**Task brief**
Reproduce the records precisely. Every line should be included.
-- Listed entries follows --
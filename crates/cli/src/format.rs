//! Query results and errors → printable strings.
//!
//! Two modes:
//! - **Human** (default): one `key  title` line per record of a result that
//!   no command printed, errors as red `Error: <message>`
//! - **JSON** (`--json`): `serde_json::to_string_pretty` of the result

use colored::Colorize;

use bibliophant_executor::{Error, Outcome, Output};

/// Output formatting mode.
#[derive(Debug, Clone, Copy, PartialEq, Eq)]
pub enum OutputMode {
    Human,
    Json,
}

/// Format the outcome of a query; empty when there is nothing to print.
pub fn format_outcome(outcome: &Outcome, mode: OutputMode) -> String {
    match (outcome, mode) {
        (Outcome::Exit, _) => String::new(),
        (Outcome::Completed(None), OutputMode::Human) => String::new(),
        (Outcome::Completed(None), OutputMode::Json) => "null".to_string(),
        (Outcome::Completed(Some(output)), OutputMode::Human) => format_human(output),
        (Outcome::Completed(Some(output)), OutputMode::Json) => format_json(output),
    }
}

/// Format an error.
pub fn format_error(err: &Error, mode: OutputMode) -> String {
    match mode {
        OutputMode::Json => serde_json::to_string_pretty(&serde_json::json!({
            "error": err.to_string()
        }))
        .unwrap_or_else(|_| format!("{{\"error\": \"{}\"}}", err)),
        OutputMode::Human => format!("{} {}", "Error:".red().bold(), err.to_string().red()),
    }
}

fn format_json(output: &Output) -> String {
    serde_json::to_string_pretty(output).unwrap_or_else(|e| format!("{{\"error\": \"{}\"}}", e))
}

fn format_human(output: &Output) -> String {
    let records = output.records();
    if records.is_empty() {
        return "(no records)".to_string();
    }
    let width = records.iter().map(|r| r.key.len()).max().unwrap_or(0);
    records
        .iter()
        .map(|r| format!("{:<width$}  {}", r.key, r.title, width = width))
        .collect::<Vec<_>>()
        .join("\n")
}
-- Listed entries concluded --
**Answer area**
filename crates/cli/src/format.rs
//! Query results and errors → printable strings.
//!
//! Two modes:
//! - **Human** (default): one `key  title` line per record of a result that
//!   no command printed, errors as red `Error: <message>`
//! - **JSON** (`--json`): `serde_json::to_string_pretty` of the result

use colored::Colorize;

use bibliophant_executor::{Error, Outcome, Output};

/// Output formatting mode.
#[derive(Debug, Clone, Copy, PartialEq, Eq)]
pub enum OutputMode {
    Human,
    Json,
}

/// Format the outcome of a query; empty when there is nothing to print.
pub fn format_outcome(outcome: &Outcome, mode: OutputMode) -> String {
    match (outcome, mode) {
        (Outcome::Exit, _) => String::new(),
        (Outcome::Completed(None), OutputMode::Human) => String::new(),
        (Outcome::Completed(None), OutputMode::Json) => "null".to_string(),
        (Outcome::Completed(Some(output)), OutputMode::Human) => format_human(output),
        (Outcome::Completed(Some(output)), OutputMode::Json) => format_json(output),
    }
}

/// Format an error.
pub fn format_error(err: &Error, mode: OutputMode) -> String {
    match mode {
        OutputMode::Json => serde_json::to_string_pretty(&serde_json::json!({
            "error": err.to_string()
        }))
        .unwrap_or_else(|_| format!("{{\"error\": \"{}\"}}", err)),
        OutputMode::Human => format!("{} {}", "Error:".red().bold(), err.to_string().red()),
    }
}

fn format_json(output: &Output) -> String {
    serde_json::to_string_pretty(output).unwrap_or_else(|e| format!("{{\"error\": \"{}\"}}", e))
}

fn format_human(output: &Output) -> String {
    let records = output.records();
    if records.is_empty() {
        return "(no records)".to_string();
    }
    let width = records.iter().map(|r| r.key.len()).max().unwrap_or(0);
    records
        .iter()
        .map(|r| format!("{:<width$}  {}", r.key, r.title, width = width))
        .collect::<Vec<_>>()
        .join("\n")
}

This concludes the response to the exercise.